In GAO’s Weapon Systems Annual Assessment, software development factors – such as cybersecurity – were identified as “risks to efforts to develop and field capabilities to the warfighter.” These findings were also consistent from last year’s annual weapons assessment.
“DOD made efforts to improve in these areas, such as working to update its software and cybersecurity instructions and provide guidance on Agile software development practices,” the report says. “However, we found that the majority of programs we surveyed continue to face challenges in executing modern software development practices and many programs we surveyed are challenged in implementing iterative and early cybersecurity assessments.”
GAO reported that major defense acquisition programs (MDAPs) and middle-tier acquisition (MTA) programs are “using Agile software development approaches, but programs were inconsistent in Agile implementation and in adopting other recommended practices.”

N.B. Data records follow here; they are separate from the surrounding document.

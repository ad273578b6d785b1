use async_trait::async_trait;
use time::OffsetDateTime;
use uuid::Uuid;

use crate::application::repos::{CreatePostParams, PostsWriteRepo, RepoError, UpdatePostParams};
use crate::domain::entities::PostRecord;
use crate::infra::db::map_sqlx_error;

use super::super::SqliteRepositories;
use super::types::{POST_SELECT, PostRow};

#[async_trait]
impl PostsWriteRepo for SqliteRepositories {
    async fn create_post(&self, params: CreatePostParams) -> Result<PostRecord, RepoError> {
        let CreatePostParams {
            author_id,
            text,
            group_id,
            image,
        } = params;

        let id = Uuid::now_v7();
        let now = OffsetDateTime::now_utc();

        let mut tx = self.pool().begin().await.map_err(map_sqlx_error)?;

        sqlx::query(
            r#"
            INSERT INTO posts (id, text, image, author_id, group_id, created_at)
            VALUES (?, ?, ?, ?, ?, ?)
            "#,
        )
        .bind(id)
        .bind(text)
        .bind(image)
        .bind(author_id)
        .bind(group_id)
        .bind(now)
        .execute(&mut *tx)
        .await
        .map_err(map_sqlx_error)?;

        let sql = format!("{POST_SELECT} WHERE p.id = ?");
        let row = sqlx::query_as::<_, PostRow>(&sql)
            .bind(id)
            .fetch_one(&mut *tx)
            .await
            .map_err(map_sqlx_error)?;

        tx.commit().await.map_err(map_sqlx_error)?;

        Ok(row.into())
    }

    async fn update_post(&self, params: UpdatePostParams) -> Result<PostRecord, RepoError> {
        let UpdatePostParams {
            id,
            text,
            group_id,
            image,
        } = params;

        let mut tx = self.pool().begin().await.map_err(map_sqlx_error)?;

        let result = sqlx::query(
            "UPDATE posts SET text = ?, group_id = ?, image = ? WHERE id = ?",
        )
        .bind(text)
        .bind(group_id)
        .bind(image)
        .bind(id)
        .execute(&mut *tx)
        .await
        .map_err(map_sqlx_error)?;

        if result.rows_affected() == 0 {
            return Err(RepoError::NotFound);
        }

        let sql = format!("{POST_SELECT} WHERE p.id = ?");
        let row = sqlx::query_as::<_, PostRow>(&sql)
            .bind(id)
            .fetch_one(&mut *tx)
            .await
            .map_err(map_sqlx_error)?;

        tx.commit().await.map_err(map_sqlx_error)?;

        Ok(row.into())
    }

    async fn delete_post(&self, id: Uuid) -> Result<bool, RepoError> {
        let result = sqlx::query("DELETE FROM posts WHERE id = ?")
            .bind(id)
            .execute(self.pool())
            .await
            .map_err(map_sqlx_error)?;

        Ok(result.rows_affected() > 0)
    }
}
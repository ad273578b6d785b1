use std::path::PathBuf;

use clap::{Args, Parser, Subcommand, builder::BoolishValueParser};

/// Command-line arguments for the Yatube binary.
#[derive(Debug, Parser)]
#[command(name = "yatube", version, about = "Yatube blogging platform")]
pub struct CliArgs {
    /// Optional path to a configuration file.
    #[arg(long = "config-file", env = "YATUBE_CONFIG_FILE", value_name = "PATH")]
    pub config_file: Option<PathBuf>,

    #[command(subcommand)]
    pub command: Option<Command>,
}

#[derive(Debug, Subcommand, Clone)]
pub enum Command {
    /// Run the Yatube HTTP server.
    Serve(Box<ServeArgs>),
    /// Manage user accounts.
    #[command(name = "users")]
    Users(UsersArgs),
    /// Manage post groups.
    #[command(name = "groups")]
    Groups(GroupsArgs),
}

#[derive(Debug, Args, Default, Clone)]
pub struct DatabaseOverride {
    /// Override the database connection URL.
    #[arg(long = "database-url", value_name = "URL")]
    pub database_url: Option<String>,
}

#[derive(Debug, Args, Default, Clone)]
pub struct ServeArgs {
    #[command(flatten)]
    pub overrides: ServeOverrides,
}

#[derive(Debug, Args, Default, Clone)]
pub struct ServeOverrides {
    /// Override the listener host.
    #[arg(long = "server-host", value_name = "HOST")]
    pub server_host: Option<String>,

    /// Override the listener port.
    #[arg(long = "server-port", value_name = "PORT")]
    pub server_port: Option<u16>,

    /// Override the base log level (trace|debug|info|warn|error).
    #[arg(long = "log-level", value_name = "LEVEL")]
    pub log_level: Option<String>,

    /// Toggle JSON logging.
    #[arg(
        long = "log-json",
        value_name = "BOOL",
        value_parser = BoolishValueParser::new()
    )]
    pub log_json: Option<bool>,

    /// Override the database connection URL.
    #[arg(long = "database-url", value_name = "URL")]
    pub database_url: Option<String>,

    /// Override the database pool size.
    #[arg(long = "database-max-connections", value_name = "COUNT")]
    pub database_max_connections: Option<u32>,

    /// Override the number of posts per feed page.
    #[arg(long = "feed-page-size", value_name = "COUNT")]
    pub feed_page_size: Option<u32>,

    /// Toggle the feed cache.
    #[arg(
        long = "cache-enabled",
        value_name = "BOOL",
        value_parser = BoolishValueParser::new()
    )]
    pub cache_enabled: Option<bool>,

    /// Override the lifetime of cached feed pages; zero disables expiry.
    #[arg(long = "cache-ttl-seconds", value_name = "SECONDS")]
    pub cache_ttl_seconds: Option<u64>,
}

#[derive(Debug, Args, Clone)]
pub struct UsersArgs {
    #[command(subcommand)]
    pub command: UsersCommand,
}

#[derive(Debug, Subcommand, Clone)]
pub enum UsersCommand {
    /// Create a user account.
    #[command(name = "create")]
    Create(CreateUserArgs),
}

#[derive(Debug, Args, Clone)]
pub struct CreateUserArgs {
    #[command(flatten)]
    pub database: DatabaseOverride,

    /// Unique username.
    #[arg(value_name = "USERNAME")]
    pub username: String,

    #[arg(long = "first-name", value_name = "NAME", default_value = "")]
    pub first_name: String,

    #[arg(long = "last-name", value_name = "NAME", default_value = "")]
    pub last_name: String,
}

#[derive(Debug, Args, Clone)]
pub struct GroupsArgs {
    #[command(subcommand)]
    pub command: GroupsCommand,
}

#[derive(Debug, Subcommand, Clone)]
pub enum GroupsCommand {
    /// Create a post group.
    #[command(name = "create")]
    Create(CreateGroupArgs),
}

#[derive(Debug, Args, Clone)]
pub struct CreateGroupArgs {
    #[command(flatten)]
    pub database: DatabaseOverride,

    /// Group title shown on its feed.
    #[arg(value_name = "TITLE")]
    pub title: String,

    /// Explicit slug; derived from the title when omitted.
    #[arg(long, value_name = "SLUG")]
    pub slug: Option<String>,

    #[arg(long, value_name = "TEXT", default_value = "")]
    pub description: String,
}
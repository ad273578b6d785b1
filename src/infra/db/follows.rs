use async_trait::async_trait;
use time::OffsetDateTime;
use uuid::Uuid;

use crate::application::repos::{FollowsRepo, RepoError};
use crate::domain::entities::FollowRecord;

use super::SqliteRepositories;
use super::map_sqlx_error;

#[derive(sqlx::FromRow)]
struct FollowRow {
    id: Uuid,
    user_id: Uuid,
    author_id: Uuid,
    created_at: OffsetDateTime,
}

impl From<FollowRow> for FollowRecord {
    fn from(row: FollowRow) -> Self {
        Self {
            id: row.id,
            user_id: row.user_id,
            author_id: row.author_id,
            created_at: row.created_at,
        }
    }
}

#[async_trait]
impl FollowsRepo for SqliteRepositories {
    async fn create_follow(
        &self,
        user_id: Uuid,
        author_id: Uuid,
    ) -> Result<FollowRecord, RepoError> {
        let row = sqlx::query_as::<_, FollowRow>(
            r#"
            INSERT INTO follows (id, user_id, author_id, created_at)
            VALUES (?, ?, ?, ?)
            RETURNING id, user_id, author_id, created_at
            "#,
        )
        .bind(Uuid::now_v7())
        .bind(user_id)
        .bind(author_id)
        .bind(OffsetDateTime::now_utc())
        .fetch_one(self.pool())
        .await
        .map_err(map_sqlx_error)?;

        Ok(row.into())
    }

    async fn delete_follow(&self, user_id: Uuid, author_id: Uuid) -> Result<bool, RepoError> {
        let result = sqlx::query("DELETE FROM follows WHERE user_id = ? AND author_id = ?")
            .bind(user_id)
            .bind(author_id)
            .execute(self.pool())
            .await
            .map_err(map_sqlx_error)?;

        Ok(result.rows_affected() > 0)
    }

    async fn follow_exists(&self, user_id: Uuid, author_id: Uuid) -> Result<bool, RepoError> {
        let exists: bool = sqlx::query_scalar(
            "SELECT EXISTS(SELECT 1 FROM follows WHERE user_id = ? AND author_id = ?)",
        )
        .bind(user_id)
        .bind(author_id)
        .fetch_one(self.pool())
        .await
        .map_err(map_sqlx_error)?;

        Ok(exists)
    }

    async fn list_follower_ids(&self, author_id: Uuid) -> Result<Vec<Uuid>, RepoError> {
        let ids: Vec<Uuid> = sqlx::query_scalar("SELECT user_id FROM follows WHERE author_id = ?")
            .bind(author_id)
            .fetch_all(self.pool())
            .await
            .map_err(map_sqlx_error)?;

        Ok(ids)
    }
}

Additionally, only six of the 36 programs that reported using Agile (23 MDAPs and 13 MTA programs) told GAO they were delivering software to users in less than three months.
GAO recommended that the undersecretary of defense for acquisition and sustainment “should ensure that the internal and external reporting capabilities developed using multiple efforts or pathways provides information on each individual effort as well as the overall planned cost and schedule required to deliver the eventual capability.” DoD agreed with this recommendation.